Undankbarkeit hingegen – das Verkennen der Gnadengaben Gottes oder das Nichtanerkennen dieser Gnadengaben – wird im Koran als ernsthafte spirituelle Gefahr beschrieben. Die Undankbarkeit führt den Menschen in die Irre und kann ihn letztlich von Gott entfernen. Der Koran erinnert immer wieder an Völker, die wegen ihrer Undankbarkeit zugrunde gegangen sind, da sie die ihnen gewährten Gnadenaben nicht zu schätzen wussten. Gott verlangt nicht, dass der Mensch seine Gnadenaben für sich selbst hortet oder verschwendet, sondern dass er sie verantwortungsvoll nutzt und sich ihrer Quelle bewusst ist. Der Prophet Muhammed ermahnte seine Gemeinschaft: „Seid aufrichtig und gottesfürchtig, und seid dankbar für die Gnadengaben, die ihr von Gott erhalten habt. Wer in einem Zustand der Dankbarkeit lebt, wird sowohl im Diesseits als auch im Jenseits gesegnet.“
Die Praxis der Dankbarkeit im täglichen Leben ist ein entscheidender Teil des islamischen Glaubens. Es geht darum, in jedem Moment die Gnade Gottes zu erkennen und anzuerkennen. Diese Praxis sollte sich nicht nur in besonderen Momenten des Gebets oder in den großen Ereignissen des Lebens zeigen, sondern in den kleinsten Alltäglichkeiten. Jeder Tag, an dem man gesund erwacht, jeder Bissen Brot, den man isst, jede Freude, die man mit Familie und Freunden erlebt, sollte als Anlass zur Dankbarkeit genommen werden. Selbst in schwierigen Zeiten ist der Gläubige dazu aufgerufen, Geduld zu üben und Gott für die Möglichkeit zu danken, durch Prüfungen zu wachsen und spirituell stärker zu werden.

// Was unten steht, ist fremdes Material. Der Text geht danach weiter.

use std::collections::{BTreeMap, HashMap, VecDeque};
use std::sync::Arc;
use std::time::Duration;

use parking_lot::Mutex;
use timeboost_types::rpc::{Ack, AckStatus, Inclusion, LaneStatus};
use timeboost_types::{
    Address, AuctionResolution, Bytes, ChainId, Round, RoundTimingInfo, SeqNo, SignedSubmission,
    Timestamp,
};
use tokio::sync::{Notify, oneshot, watch};
use tracing::{debug, info, trace, warn};

use crate::buffer::ReorderBuffer;
use crate::config::GateConfig;
use crate::metrics::GateMetrics;

type Reply = oneshot::Sender<Result<Inclusion, GateError>>;

/// The express lane controller of the active round.
///
/// Every change increments the version.
#[derive(Debug, Clone, Copy, PartialEq, Eq)]
pub struct ControllerState {
    pub version: u64,
    pub round: Round,
    pub controller: Option<Address>,
}

impl From<ControllerState> for LaneStatus {
    fn from(s: ControllerState) -> Self {
        Self {
            version: s.version,
            round: s.round,
            controller: s.controller,
        }
    }
}

/// A transaction released by the gate, in output order.
#[derive(Debug, Clone, PartialEq, Eq)]
pub struct Output {
    pub round: Round,
    pub position: u64,
    pub time: Timestamp,
    /// Ordered through the express lane?
    pub boosted: bool,
    /// Express lane sender and sequence number.
    pub origin: Option<(Address, SeqNo)>,
    pub transaction: Bytes,
}

/// Resolves once the submitted transaction has been released.
#[derive(Debug)]
pub struct Ticket(oneshot::Receiver<Result<Inclusion, GateError>>);

impl Ticket {
    pub async fn wait(self) -> Result<Inclusion, GateError> {
        self.0.await.unwrap_or(Err(GateError::Shutdown))
    }

    pub async fn wait_timeout(self, d: Duration) -> Result<Inclusion, GateError> {
        tokio::time::timeout(d, self.wait())
            .await
            .unwrap_or(Err(GateError::Timeout))
    }
}

#[derive(Debug, Clone, PartialEq, Eq, thiserror::Error)]
#[non_exhaustive]
pub enum GateError {
    #[error("inner transaction of {0} bytes exceeds the size limit")]
    OversizedData(usize),

    #[error("envelope for chain {0} does not match")]
    WrongChainId(ChainId),

    #[error("envelope for auction contract {0} does not match")]
    WrongAuctionContract(Address),

    #[error("invalid envelope signature")]
    InvalidSignature,

    #[error("round {got} is before the active round {active}")]
    StaleRound { got: Round, active: Round },

    #[error("round {got} is not accepted during active round {active}")]
    FutureRound { got: Round, active: Round },

    #[error("round {0} has no express lane controller")]
    NoController(Round),

    #[error("{0} is not the express lane controller")]
    NotController(Address),

    #[error("sequence number {got} is below the next expected {next}")]
    SequenceTooLow { got: SeqNo, next: SeqNo },

    #[error("sequence number {got} is too far ahead of {next}")]
    SequenceTooFar { got: SeqNo, next: SeqNo },

    #[error("sequence number {0} has already been submitted")]
    DuplicateSequence(SeqNo),

    #[error("express lane buffer is full")]
    BufferFull,

    #[error("sequence number {0} timed out waiting for its predecessors")]
    GapTimeout(SeqNo),

    #[error("round {0} ended before the envelope could be admitted")]
    RoundEnded(Round),

    #[error("timeout waiting for inclusion")]
    Timeout,

    #[error("sequencer shut down")]
    Shutdown,
}

impl GateError {
    pub fn code(&self) -> &'static str {
        match self {
            Self::OversizedData(_) => "oversized-data",
            Self::WrongChainId(_) => "wrong-chain-id",
            Self::WrongAuctionContract(_) => "wrong-auction-contract",
            Self::InvalidSignature => "invalid-signature",
            Self::StaleRound { .. } => "stale-round",
            Self::FutureRound { .. } => "future-round",
            Self::NoController(_) => "no-controller",
            Self::NotController(_) => "not-controller",
            Self::SequenceTooLow { .. } => "sequence-too-low",
            Self::SequenceTooFar { .. } => "sequence-too-far",
            Self::DuplicateSequence(_) => "duplicate-sequence-number",
            Self::BufferFull => "buffer-full",
            Self::GapTimeout(_) => "gap-timeout",
            Self::RoundEnded(_) => "round-ended",
            Self::Timeout => "timeout",
            Self::Shutdown => "shutdown",
        }
    }
}

/// Admission control of the express lane.
///
/// All state changes happen under a single lock. The controller state is
/// additionally published through a watch channel so that status reads
/// never contend with admission.
#[derive(Debug, Clone)]
pub struct ExpressLaneGate {
    inner: Arc<Mutex<Inner>>,
    state: watch::Receiver<ControllerState>,
    notify: Arc<Notify>,
}

#[derive(Debug)]
struct Inner {
    config: GateConfig,
    timing: RoundTimingInfo,
    state: ControllerState,
    publish: watch::Sender<ControllerState>,
    /// Next expected sequence number of the active round.
    next: SeqNo,
    /// Digests of the envelopes admitted in the active round.
    admitted: HashMap<SeqNo, [u8; 32]>,
    /// Envelopes of the active round ahead of `next`.
    buffer: ReorderBuffer<Pending>,
    /// Envelopes of rounds whose controller is not known yet.
    early: BTreeMap<Round, ReorderBuffer<Pending>>,
    resolutions: BTreeMap<Round, AuctionResolution>,
    priority: VecDeque<Released>,
    regular: VecDeque<Regular>,
    /// Has an ordinary transaction been released in the active round?
    regular_released: bool,
    position: u64,
    metrics: GateMetrics,
}

#[derive(Debug)]
struct Pending {
    envelope: SignedSubmission,
    sender: Address,
    digest: [u8; 32],
    replies: Vec<Reply>,
}

#[derive(Debug)]
struct Released {
    round: Round,
    seqno: SeqNo,
    sender: Address,
    transaction: Bytes,
    replies: Vec<Reply>,
}

#[derive(Debug)]
struct Regular {
    arrival: Timestamp,
    transaction: Bytes,
    reply: Reply,
}
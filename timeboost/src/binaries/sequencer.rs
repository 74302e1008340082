use std::net::SocketAddr;
use std::path::PathBuf;
use std::sync::Arc;

use anyhow::{Context, Result};
use clap::Parser;
use timeboost::api::{self, ExpressLaneApi};
use timeboost_config::SequencerNodeConfig;
use timeboost_contract::AlloyAuction;
use timeboost_sequencer::Sequencer;
use timeboost_utils::types::{logging, prometheus::PrometheusMetrics};
use tokio::{select, signal};
use tracing::{error, info};

#[derive(Parser, Debug)]
struct Cli {
    /// Path to the node configuration file.
    #[clap(long, short)]
    config: PathBuf,

    /// Overrides the configured API address.
    #[clap(long)]
    http_address: Option<SocketAddr>,
}

#[tokio::main]
async fn main() -> Result<()> {
    logging::init_logging();

    let cli = Cli::parse();
    let mut cfg = SequencerNodeConfig::read(&cli.config)
        .await
        .with_context(|| format!("could not read config {:?}", cli.config))?;
    if let Some(a) = cli.http_address {
        cfg.http.address = a
    }

    let metrics = Arc::new(PrometheusMetrics::default());
    let contract = Arc::new(AlloyAuction::new(
        cfg.chain.rpc_url.clone(),
        cfg.chain.auction_contract,
        cfg.chain.from_block,
    ));

    let mut sequencer = Sequencer::new(cfg.gate_config(), contract, &*metrics).await?;

    let api = ExpressLaneApi::builder()
        .gate(sequencer.gate().clone())
        .metrics(metrics)
        .build();

    let server = tokio::spawn(api::serve(api.router(), cfg.http.address));

    info!(address = %cfg.http.address, "sequencer started");

    loop {
        select! {
            out = sequencer.next_output() => match out {
                Ok(o) => info!(
                    round    = %o.round,
                    position = o.position,
                    boosted  = o.boosted,
                    len      = o.transaction.len(),
                    "sequenced"
                ),
                Err(err) => {
                    error!(%err, "sequencer failed");
                    break
                }
            },
            _ = signal::ctrl_c() => {
                info!("received ctrl-c; shutting down");
                break
            }
        }
    }

    server.abort();
    Ok(())
}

Dankbarkeit im Islam ist also mehr als nur eine Tugend – sie ist ein zentraler Bestandteil des Glaubens und des Lebens eines Muslims. Durch die Dankbarkeit festigt der Gläubige seine Beziehung zu Gott und erlebt in dieser Beziehung Frieden und Fülle. Der Koran drückt dies mit klaren Worten aus: Sprich: “Er ist es, der euch ins Dasein gebracht und euch mit Gehör, Sehvermögen und Herzen ausgestattet hat. Wie wenig dankt ihr!” (Sūre Al-Mulk, Vers 23). In dieser göttlichen Aufforderung liegt der Kern der islamischen Spiritualität: Dankbarkeit als Ausdruck des Glaubens und als Weg zur Gottesnähe.
Möge Gott uns zu den Dienern machen, die das wahre Verständnis von Dankbarkeit besitzen, und unsere Herzen mit Gefühlen der Dankbarkeit erfüllen. Amin!